▸ **Requirement**
Every line of the records that holds the word "develop" should be copied out.

START Data for analysis

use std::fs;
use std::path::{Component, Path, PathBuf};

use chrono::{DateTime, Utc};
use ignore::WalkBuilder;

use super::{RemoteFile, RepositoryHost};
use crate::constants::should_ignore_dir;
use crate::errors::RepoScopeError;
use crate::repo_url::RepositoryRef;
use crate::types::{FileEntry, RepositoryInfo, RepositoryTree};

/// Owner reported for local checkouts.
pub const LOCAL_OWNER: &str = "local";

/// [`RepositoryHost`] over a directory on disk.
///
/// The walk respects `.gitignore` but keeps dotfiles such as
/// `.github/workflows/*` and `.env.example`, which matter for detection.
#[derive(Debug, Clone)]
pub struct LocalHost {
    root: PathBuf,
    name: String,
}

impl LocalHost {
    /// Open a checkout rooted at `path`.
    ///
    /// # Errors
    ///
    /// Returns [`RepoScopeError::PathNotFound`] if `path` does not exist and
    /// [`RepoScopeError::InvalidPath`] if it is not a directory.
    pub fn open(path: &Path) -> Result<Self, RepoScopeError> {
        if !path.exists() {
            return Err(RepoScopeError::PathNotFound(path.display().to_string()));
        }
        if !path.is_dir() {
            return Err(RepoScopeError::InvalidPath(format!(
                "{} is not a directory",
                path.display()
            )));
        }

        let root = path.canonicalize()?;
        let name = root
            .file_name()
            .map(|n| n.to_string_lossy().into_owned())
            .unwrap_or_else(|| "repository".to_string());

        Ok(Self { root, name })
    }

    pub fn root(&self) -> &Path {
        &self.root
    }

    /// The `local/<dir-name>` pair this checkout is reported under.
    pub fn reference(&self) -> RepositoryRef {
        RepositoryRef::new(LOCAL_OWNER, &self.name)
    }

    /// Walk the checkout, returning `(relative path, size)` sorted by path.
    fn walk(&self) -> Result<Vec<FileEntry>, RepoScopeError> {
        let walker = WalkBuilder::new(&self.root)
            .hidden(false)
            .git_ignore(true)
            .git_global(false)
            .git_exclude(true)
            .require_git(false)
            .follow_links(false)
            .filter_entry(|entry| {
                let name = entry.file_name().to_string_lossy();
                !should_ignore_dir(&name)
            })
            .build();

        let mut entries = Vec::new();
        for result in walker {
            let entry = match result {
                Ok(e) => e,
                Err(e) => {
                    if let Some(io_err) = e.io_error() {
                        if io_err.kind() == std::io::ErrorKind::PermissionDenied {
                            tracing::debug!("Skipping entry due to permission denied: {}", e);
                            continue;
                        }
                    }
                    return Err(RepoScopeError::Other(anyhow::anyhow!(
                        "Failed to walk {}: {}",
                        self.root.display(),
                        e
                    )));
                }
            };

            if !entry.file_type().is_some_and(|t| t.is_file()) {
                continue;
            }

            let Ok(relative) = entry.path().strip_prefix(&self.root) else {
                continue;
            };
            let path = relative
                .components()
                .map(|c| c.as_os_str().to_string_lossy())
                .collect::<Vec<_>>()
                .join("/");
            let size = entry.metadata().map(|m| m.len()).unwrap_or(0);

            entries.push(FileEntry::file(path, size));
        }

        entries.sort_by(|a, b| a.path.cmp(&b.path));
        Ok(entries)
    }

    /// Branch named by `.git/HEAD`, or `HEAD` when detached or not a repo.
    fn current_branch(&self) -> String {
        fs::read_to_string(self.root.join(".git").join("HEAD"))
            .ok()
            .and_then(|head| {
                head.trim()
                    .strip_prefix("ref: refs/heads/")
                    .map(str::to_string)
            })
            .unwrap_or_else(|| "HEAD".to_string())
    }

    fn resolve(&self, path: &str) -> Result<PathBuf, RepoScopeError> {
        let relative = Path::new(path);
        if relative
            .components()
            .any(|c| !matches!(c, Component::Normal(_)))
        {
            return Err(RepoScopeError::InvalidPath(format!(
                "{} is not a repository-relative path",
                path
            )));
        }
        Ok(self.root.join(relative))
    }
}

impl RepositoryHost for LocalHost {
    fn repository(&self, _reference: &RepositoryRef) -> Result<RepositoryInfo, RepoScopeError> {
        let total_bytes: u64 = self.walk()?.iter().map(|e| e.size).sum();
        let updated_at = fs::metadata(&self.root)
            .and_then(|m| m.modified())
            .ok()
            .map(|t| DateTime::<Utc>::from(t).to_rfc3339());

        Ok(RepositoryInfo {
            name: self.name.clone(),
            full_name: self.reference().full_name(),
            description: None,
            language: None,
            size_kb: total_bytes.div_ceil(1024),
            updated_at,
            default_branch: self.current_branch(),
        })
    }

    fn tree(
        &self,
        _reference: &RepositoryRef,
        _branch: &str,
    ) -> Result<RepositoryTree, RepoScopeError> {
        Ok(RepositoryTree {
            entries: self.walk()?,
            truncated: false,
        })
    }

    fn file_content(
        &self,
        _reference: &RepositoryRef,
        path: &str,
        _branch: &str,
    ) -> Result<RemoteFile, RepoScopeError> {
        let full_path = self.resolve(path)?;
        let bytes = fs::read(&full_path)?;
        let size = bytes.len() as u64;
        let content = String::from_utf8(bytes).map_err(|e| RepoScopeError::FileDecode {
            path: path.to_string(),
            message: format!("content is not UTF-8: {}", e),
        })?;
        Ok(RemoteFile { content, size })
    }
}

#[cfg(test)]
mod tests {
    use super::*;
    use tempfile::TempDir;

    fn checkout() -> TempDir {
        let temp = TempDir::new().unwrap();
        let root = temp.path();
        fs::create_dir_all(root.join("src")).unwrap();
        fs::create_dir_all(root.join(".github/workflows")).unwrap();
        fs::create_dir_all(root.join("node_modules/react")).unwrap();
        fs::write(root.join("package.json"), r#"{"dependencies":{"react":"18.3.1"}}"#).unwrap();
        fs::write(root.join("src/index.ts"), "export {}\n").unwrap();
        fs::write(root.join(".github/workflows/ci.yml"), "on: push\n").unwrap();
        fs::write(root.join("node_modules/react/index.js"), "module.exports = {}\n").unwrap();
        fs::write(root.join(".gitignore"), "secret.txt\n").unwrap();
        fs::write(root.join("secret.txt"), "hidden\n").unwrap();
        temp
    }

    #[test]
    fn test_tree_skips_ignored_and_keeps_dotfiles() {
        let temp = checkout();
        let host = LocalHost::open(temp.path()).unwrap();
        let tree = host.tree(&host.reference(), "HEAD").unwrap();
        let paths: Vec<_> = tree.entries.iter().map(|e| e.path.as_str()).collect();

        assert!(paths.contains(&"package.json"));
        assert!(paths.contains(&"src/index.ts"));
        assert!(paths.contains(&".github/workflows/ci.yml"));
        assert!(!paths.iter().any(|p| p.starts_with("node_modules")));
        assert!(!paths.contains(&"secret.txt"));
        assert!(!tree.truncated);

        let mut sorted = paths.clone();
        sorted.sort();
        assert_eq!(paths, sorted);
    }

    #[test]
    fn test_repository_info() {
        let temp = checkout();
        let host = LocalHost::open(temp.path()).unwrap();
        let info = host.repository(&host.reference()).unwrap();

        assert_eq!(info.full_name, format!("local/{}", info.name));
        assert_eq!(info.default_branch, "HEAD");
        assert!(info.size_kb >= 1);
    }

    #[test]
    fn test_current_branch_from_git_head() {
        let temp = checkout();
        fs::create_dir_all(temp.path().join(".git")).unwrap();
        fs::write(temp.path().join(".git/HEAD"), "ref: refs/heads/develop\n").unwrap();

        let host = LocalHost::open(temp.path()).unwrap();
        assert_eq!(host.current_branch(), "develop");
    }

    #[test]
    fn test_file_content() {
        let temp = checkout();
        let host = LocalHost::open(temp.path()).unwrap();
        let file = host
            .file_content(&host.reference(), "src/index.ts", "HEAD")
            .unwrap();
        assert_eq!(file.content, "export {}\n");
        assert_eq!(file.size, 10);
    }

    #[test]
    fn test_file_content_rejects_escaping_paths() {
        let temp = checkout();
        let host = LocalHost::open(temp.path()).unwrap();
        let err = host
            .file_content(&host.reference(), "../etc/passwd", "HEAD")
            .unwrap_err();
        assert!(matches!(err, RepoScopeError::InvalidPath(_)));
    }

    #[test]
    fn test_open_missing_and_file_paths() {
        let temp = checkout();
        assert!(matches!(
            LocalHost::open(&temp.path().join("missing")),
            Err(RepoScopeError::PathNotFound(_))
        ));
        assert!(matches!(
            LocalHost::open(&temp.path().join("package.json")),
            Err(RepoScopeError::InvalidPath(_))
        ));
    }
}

END Data for analysis

▸ **Answer box**
        fs::write(temp.path().join(".git/HEAD"), "ref: refs/heads/develop\n").unwrap();
        assert_eq!(host.current_branch(), "develop");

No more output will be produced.